Однажды Терри Китчен спросил меня, зачем я женился, раз уж так обделен даром семьянина.

– В послевоенных фильмах все женились, – не думая ответил я.

Разговор этот происходил лет через пять после войны.

Мы, должно быть, валялись на раскладушках, я купил их для студии, которую мы сняли около Юнион-сквер. На этом чердаке Терри не только работал, но и жил. Я тоже завел привычку проводить там две или три ночи в неделю, когда обнаружил, что не очень-то мне и рады в квартире на цокольном этаже неподалеку, где жили жена и дети.


* * *


Чем могла быть недовольна моя жена? Я бросил работу агента по страхованию жизни в фирме «Коннектикут Дженерал». Почти все время я был отравлен не только алкоголем, но страстью к закрашиванию огромных полотен одноцветным Дура-Люксом. Арендовал картофельный амбар и сделал основной взнос за дом на Лонг-Айленд, где тогда никто не жил.
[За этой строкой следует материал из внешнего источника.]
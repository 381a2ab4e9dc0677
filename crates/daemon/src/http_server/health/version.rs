use axum::http::StatusCode;
use axum::response::{IntoResponse, Response};
use axum::Json;
use serde::{Deserialize, Serialize};

use crate::http_server::client::ApiRequest;

#[derive(Debug, Clone, Serialize, Deserialize)]
pub struct VersionRequest {}

#[derive(Debug, Clone, Serialize, Deserialize)]
pub struct VersionResponse {
    pub version: String,
    pub build_timestamp: String,
    pub features: String,
}

impl ApiRequest for VersionRequest {
    type Response = VersionResponse;

    fn path(&self) -> String {
        "/_status/version".to_string()
    }

    fn method(&self) -> http::Method {
        http::Method::GET
    }
}

#[tracing::instrument]
pub async fn handler() -> Response {
    let info = crate::build_info();
    (
        StatusCode::OK,
        Json(VersionResponse {
            version: info.version.to_string(),
            build_timestamp: info.build_timestamp.to_string(),
            features: info.features.to_string(),
        }),
    )
        .into_response()
}
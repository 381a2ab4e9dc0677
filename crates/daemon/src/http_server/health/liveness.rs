use axum::http::StatusCode;
use axum::response::{IntoResponse, Response};
use axum::Json;
use serde::{Deserialize, Serialize};

use crate::http_server::client::ApiRequest;

/// Request type for the liveness probe endpoint.
#[derive(Debug, Clone, Serialize, Deserialize)]
pub struct LivezRequest {}

/// Response type for the liveness probe endpoint.
#[derive(Debug, Clone, Serialize, Deserialize)]
pub struct LivezResponse {
    pub status: String,
}

impl ApiRequest for LivezRequest {
    type Response = LivezResponse;

    fn path(&self) -> String {
        "/_status/livez".to_string()
    }

    fn method(&self) -> http::Method {
        http::Method::GET
    }
}

/// Always answers OK while the process is up. External healthchecks use
/// this to decide whether to restart the daemon; readiness questions go
/// through the CSI probe endpoint instead.
#[tracing::instrument]
pub async fn handler() -> Response {
    let msg = serde_json::json!({"status": "ok"});
    (StatusCode::OK, Json(msg)).into_response()
}
//! Create volume endpoint
//!
//! Static provisioning: the bucket must already exist; this call only
//! validates it and returns the bucket name as the volume id.

use std::collections::HashMap;

use axum::extract::State;
use axum::response::{IntoResponse, Response};
use axum::Json;
use common::Credentials;
use http::StatusCode;
use serde::{Deserialize, Serialize};

use crate::bucket::BucketProbeError;
use crate::http_server::client::ApiRequest;
use crate::state::ServiceState;
use crate::status::{Code, StatusBody};

/// Region assumed when the storage class does not name one.
const DEFAULT_REGION: &str = "eu-west-2";

#[derive(Debug, Clone, Serialize, Deserialize)]
pub struct CreateVolumeRequest {
    pub name: String,
    /// Storage-class parameters; `bucket` is required, `region` optional.
    #[serde(default)]
    pub parameters: HashMap<String, String>,
    #[serde(default)]
    pub secrets: HashMap<String, String>,
}

#[derive(Debug, Clone, Serialize, Deserialize)]
pub struct CreateVolumeResponse {
    pub volume: Volume,
}

#[derive(Debug, Clone, Serialize, Deserialize)]
pub struct Volume {
    pub volume_id: String,
    pub capacity_bytes: u64,
    pub volume_context: HashMap<String, String>,
}

impl ApiRequest for CreateVolumeRequest {
    type Response = CreateVolumeResponse;

    fn path(&self) -> String {
        "/v0/controller/create_volume".to_string()
    }
}

#[tracing::instrument(skip(state, request), fields(name = %request.name))]
pub async fn handler(
    State(state): State<ServiceState>,
    Json(request): Json<CreateVolumeRequest>,
) -> Result<impl IntoResponse, CreateVolumeError> {
    let credentials = Credentials::from_secrets(&request.secrets)
        .ok_or(CreateVolumeError::MissingCredentials)?;
    let bucket = request
        .parameters
        .get("bucket")
        .ok_or(CreateVolumeError::MissingBucketParameter)?;
    let region = request
        .parameters
        .get("region")
        .map(String::as_str)
        .unwrap_or(DEFAULT_REGION);

    let exists = state
        .prober()
        .exists(bucket, region, &credentials)
        .await?;
    if !exists {
        return Err(CreateVolumeError::BucketNotFound {
            bucket: bucket.clone(),
        });
    }

    let volume_context =
        HashMap::from([("region".to_string(), region.to_string())]);
    Ok((
        StatusCode::OK,
        Json(CreateVolumeResponse {
            volume: Volume {
                volume_id: bucket.clone(),
                capacity_bytes: 0,
                volume_context,
            },
        }),
    ))
}

#[derive(Debug, thiserror::Error)]
pub enum CreateVolumeError {
    #[error("object storage credentials not provided")]
    MissingCredentials,
    #[error("bucket name not provided")]
    MissingBucketParameter,
    #[error("static bucket mounting requested, but bucket {bucket} not found")]
    BucketNotFound { bucket: String },
    #[error(transparent)]
    Probe(#[from] BucketProbeError),
}

impl CreateVolumeError {
    fn code(&self) -> Code {
        match self {
            CreateVolumeError::MissingCredentials
            | CreateVolumeError::MissingBucketParameter => Code::InvalidArgument,
            CreateVolumeError::BucketNotFound { .. } => Code::NotFound,
            CreateVolumeError::Probe(_) => Code::Internal,
        }
    }
}

impl IntoResponse for CreateVolumeError {
    fn into_response(self) -> Response {
        let code = self.code();
        (
            code.http_status(),
            Json(StatusBody::new(code, self.to_string())),
        )
            .into_response()
    }
}

#[cfg(test)]
mod tests {
    use super::*;
    use std::sync::Arc;

    use crate::bucket::fake::FakeProber;
    use crate::fs::fake::FakeSys;
    use crate::fs::Fs;
    use crate::mounter::fake::FakeMounter;
    use crate::mounter::Mounter;
    use crate::node::NodeMounts;

    fn state_with(prober: FakeProber) -> ServiceState {
        let fs = Fs::new(Arc::new(FakeSys::new()));
        let mounter: Arc<dyn Mounter> = Arc::new(FakeMounter::new("fuse.s3fs"));
        let node = Arc::new(NodeMounts::new(fs, Arc::clone(&mounter), None));
        ServiceState::new("test", node, mounter, Arc::new(prober))
    }

    fn request() -> CreateVolumeRequest {
        CreateVolumeRequest {
            name: "pv-claim-1".to_string(),
            parameters: [("bucket", "my-bucket")]
                .into_iter()
                .map(|(k, v)| (k.to_string(), v.to_string()))
                .collect(),
            secrets: [
                ("AWS_ACCESS_KEY_ID", "AKIAEXAMPLE"),
                ("AWS_SECRET_ACCESS_KEY", "sekrit"),
            ]
            .into_iter()
            .map(|(k, v)| (k.to_string(), v.to_string()))
            .collect(),
        }
    }

    #[tokio::test]
    async fn existing_bucket_becomes_the_volume() {
        let prober = FakeProber::reporting(true);
        let state = state_with(prober.clone());
        let response = handler(State(state), Json(request()))
            .await
            .unwrap()
            .into_response();
        assert_eq!(response.status(), StatusCode::OK);
        let body = axum::body::to_bytes(response.into_body(), usize::MAX)
            .await
            .unwrap();
        let parsed: CreateVolumeResponse = serde_json::from_slice(&body).unwrap();
        assert_eq!(parsed.volume.volume_id, "my-bucket");
        assert_eq!(
            prober.calls(),
            vec![("my-bucket".to_string(), "eu-west-2".to_string())]
        );
    }

    #[tokio::test]
    async fn region_parameter_overrides_default() {
        let prober = FakeProber::reporting(true);
        let state = state_with(prober.clone());
        let mut req = request();
        req.parameters
            .insert("region".to_string(), "us-east-1".to_string());
        handler(State(state), Json(req)).await.unwrap();
        assert_eq!(prober.calls()[0].1, "us-east-1");
    }

    #[tokio::test]
    async fn absent_bucket_is_not_found() {
        let state = state_with(FakeProber::reporting(false));
        let err = handler(State(state), Json(request()))
            .await
            .map(|_| ())
            .unwrap_err();
        assert_eq!(err.code(), Code::NotFound);
    }

    #[tokio::test]
    async fn missing_bucket_parameter_is_invalid_argument() {
        let prober = FakeProber::reporting(true);
        let state = state_with(prober.clone());
        let mut req = request();
        req.parameters.clear();
        let err = handler(State(state), Json(req)).await.map(|_| ()).unwrap_err();
        assert_eq!(err.code(), Code::InvalidArgument);
        assert!(prober.calls().is_empty(), "probe must not run");
    }

    #[tokio::test]
    async fn missing_credentials_is_invalid_argument() {
        let state = state_with(FakeProber::reporting(true));
        let mut req = request();
        req.secrets.clear();
        let err = handler(State(state), Json(req)).await.map(|_| ()).unwrap_err();
        assert_eq!(err.code(), Code::InvalidArgument);
    }

    #[tokio::test]
    async fn probe_failure_is_internal() {
        let state = state_with(FakeProber::failing_with_status(500));
        let err = handler(State(state), Json(request()))
            .await
            .map(|_| ())
            .unwrap_err();
        assert_eq!(err.code(), Code::Internal);
    }
}
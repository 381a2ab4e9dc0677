//! Node-side volume lifecycle.
//!
//! [`NodeMounts`] converges a target path toward "bucket mounted here" or
//! "nothing here". State is observed, never stored: each call re-derives
//! ground truth from the directory, the OS mount table, and the helper's
//! exit status, so the orchestrator can retry any call at any time.
//!
//! Calls for the same target path are serialized through [`PathLocks`];
//! calls for different paths run concurrently. The sequences themselves
//! are blocking filesystem/process code; the `async` wrappers bridge onto
//! the runtime with `spawn_blocking`.

use std::collections::HashMap;
use std::fmt;
use std::path::{Path, PathBuf};
use std::sync::Arc;

use common::Credentials;
use parking_lot::Mutex;
use tracing::{debug, info};

use crate::fs::{Fs, FsError};
use crate::mounter::{Mounter, MounterError};
use crate::status::Code;

/// Keyed mutex serializing operations per target path.
#[derive(Default)]
pub struct PathLocks {
    map: Mutex<HashMap<PathBuf, Arc<Mutex<()>>>>,
}

impl PathLocks {
    /// Run `f` while holding the lock for `path`.
    pub fn locked<R>(&self, path: &Path, f: impl FnOnce() -> R) -> R {
        let slot = {
            let mut map = self.map.lock();
            map.entry(path.to_path_buf()).or_default().clone()
        };
        let result = {
            let _guard = slot.lock();
            f()
        };
        // Slot clones are created and released only under the map lock,
        // so the count here is exact: once only the map's copy remains,
        // the slot can be retired.
        let mut map = self.map.lock();
        let remaining = Arc::strong_count(&slot) - 1;
        drop(slot);
        if remaining == 1 {
            map.remove(path);
        }
        result
    }

    #[cfg(test)]
    fn len(&self) -> usize {
        self.map.lock().len()
    }
}

/// A node publish request, after transport decoding.
#[derive(Clone)]
pub struct PublishParams {
    /// Bucket name.
    pub volume_id: String,
    pub target_path: PathBuf,
    pub read_only: bool,
    pub secrets: HashMap<String, String>,
}

impl fmt::Debug for PublishParams {
    fn fmt(&self, f: &mut fmt::Formatter<'_>) -> fmt::Result {
        let mut keys: Vec<&str> = self.secrets.keys().map(String::as_str).collect();
        keys.sort_unstable();
        f.debug_struct("PublishParams")
            .field("volume_id", &self.volume_id)
            .field("target_path", &self.target_path)
            .field("read_only", &self.read_only)
            .field("secret_keys", &keys)
            .finish()
    }
}

/// How a publish converged.
#[derive(Debug, Clone, Copy, PartialEq, Eq)]
pub enum Published {
    /// A fresh mount was created.
    Mounted,
    /// A matching mount was already in place; nothing was done.
    AlreadyMounted,
}

#[derive(Debug, thiserror::Error)]
pub enum PublishError {
    #[error("object storage credentials not provided")]
    MissingCredentials,
    /// A mount exists at the target but is not the requested one. Never
    /// auto-resolved; an operator has to look at it.
    #[error("a different mount already exists at {}", path.display())]
    Mismatched { path: PathBuf },
    #[error(transparent)]
    Fs(#[from] FsError),
    #[error(transparent)]
    Mount(#[from] MounterError),
    #[error("publish task aborted: {0}")]
    Aborted(String),
}

impl PublishError {
    pub fn code(&self) -> Code {
        match self {
            PublishError::MissingCredentials => Code::InvalidArgument,
            PublishError::Mismatched { .. } => Code::AlreadyExists,
            PublishError::Fs(_) | PublishError::Mount(_) | PublishError::Aborted(_) => {
                Code::Internal
            }
        }
    }
}

#[derive(Debug, thiserror::Error)]
pub enum UnpublishError {
    #[error(transparent)]
    Fs(#[from] FsError),
    #[error("unpublish task aborted: {0}")]
    Aborted(String),
}

impl UnpublishError {
    pub fn code(&self) -> Code {
        Code::Internal
    }
}

#[derive(Debug, thiserror::Error)]
pub enum NodeInfoError {
    /// Without a node identity the orchestrator cannot route volume
    /// attachments, so this is a hard failure rather than an empty reply.
    #[error("node id not configured")]
    MissingNodeId,
}

impl NodeInfoError {
    pub fn code(&self) -> Code {
        Code::Internal
    }
}

/// The per-node mount lifecycle. Cheap to clone; clones share the same
/// path locks.
#[derive(Clone)]
pub struct NodeMounts {
    fs: Fs,
    mounter: Arc<dyn Mounter>,
    node_id: Option<String>,
    locks: Arc<PathLocks>,
}

impl NodeMounts {
    pub fn new(fs: Fs, mounter: Arc<dyn Mounter>, node_id: Option<String>) -> Self {
        Self {
            fs,
            mounter,
            node_id,
            locks: Arc::new(PathLocks::default()),
        }
    }

    pub fn node_id(&self) -> Result<&str, NodeInfoError> {
        self.node_id.as_deref().ok_or(NodeInfoError::MissingNodeId)
    }

    /// Blocking publish; async callers go through [`NodeMounts::publish`].
    ///
    /// Credentials are validated before any filesystem or process call so
    /// a malformed request leaves no trace on the node.
    pub fn publish_blocking(&self, params: &PublishParams) -> Result<Published, PublishError> {
        let credentials =
            Credentials::from_secrets(&params.secrets).ok_or(PublishError::MissingCredentials)?;
        self.locks.locked(&params.target_path, || {
            self.converge_publish(params, &credentials)
        })
    }

    fn converge_publish(
        &self,
        params: &PublishParams,
        credentials: &Credentials,
    ) -> Result<Published, PublishError> {
        let target = &params.target_path;
        if let Some(existing) = self.fs.find_mount(target)? {
            if existing.matches(self.mounter.fs_type(), params.read_only) {
                debug!(target = %target.display(), "already mounted, nothing to do");
                return Ok(Published::AlreadyMounted);
            }
            return Err(PublishError::Mismatched {
                path: target.clone(),
            });
        }
        self.fs.ensure_dir_exists(target)?;
        self.mounter.mount(
            target,
            &params.volume_id,
            credentials,
            params.read_only,
        )?;
        info!(
            volume = %params.volume_id,
            target = %target.display(),
            read_only = params.read_only,
            "volume published"
        );
        Ok(Published::Mounted)
    }

    /// Blocking unpublish. Succeeds as a no-op when nothing is mounted and
    /// nothing exists at the path; teardown is called unconditionally by
    /// the orchestrator.
    pub fn unpublish_blocking(&self, target: &Path) -> Result<(), UnpublishError> {
        self.locks.locked(target, || {
            self.fs.ensure_mount_removed(target)?;
            info!(target = %target.display(), "volume unpublished");
            Ok(())
        })
    }

    pub async fn publish(&self, params: PublishParams) -> Result<Published, PublishError> {
        let this = self.clone();
        tokio::task::spawn_blocking(move || this.publish_blocking(&params))
            .await
            .unwrap_or_else(|e| Err(PublishError::Aborted(e.to_string())))
    }

    pub async fn unpublish(&self, target: PathBuf) -> Result<(), UnpublishError> {
        let this = self.clone();
        tokio::task::spawn_blocking(move || this.unpublish_blocking(&target))
            .await
            .unwrap_or_else(|e| Err(UnpublishError::Aborted(e.to_string())))
    }
}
И в разгар этого семейного кошмара пришло заказное письмо из Италии, где я никогда не был. Меня просили приехать во Флоренцию, оплачивали расходы, чтобы я выступил свидетелем в суде по делу о двух картинах, Джотто и Мазаччо, которые американские солдаты изъяли у немецкого генерала в Париже. Картины эти передали в мое подразделение экспертов, чтобы внести их в список и отправить на склад в Гавр, где специально упаковывали и хранили произведения искусства. Генерал, ясное дело, украл их из частного дома, когда гитлеровская армия отступала через Флоренцию на север.

Упаковкой в Гавре занимались итальянские военнопленные, до войны работавшие по этой части. Один из них ухитрился переправить обе картины жене в Рим, где тайно хранил их, не показывая никому, кроме ближайших друзей. Настоящие владельцы пытались вернуть картины через суд.

Итак, я отправился во Флоренцию, а в газетах, в связи с процессом, замелькало мое имя, поскольку за переправку картин из Парижа в Гавр отвечал я.


* * *


У меня была тайна, которую я до сих пор никому не выдал: кто был иллюстратором, навсегда им и останется. И так уж получалось, что за своими композициями из выдавленных цветных полос, наложенных на огромное ровное поле Сатин-Дура-Люкса, я всегда видел какую-нибудь историю из жизни. Она приходила в голову сама собой, как незатейливая затасканная мелодия, а придет – уж не отделаешься: кладу полосу и вижу за ней душу, сущность какого-нибудь человека, а то и животного.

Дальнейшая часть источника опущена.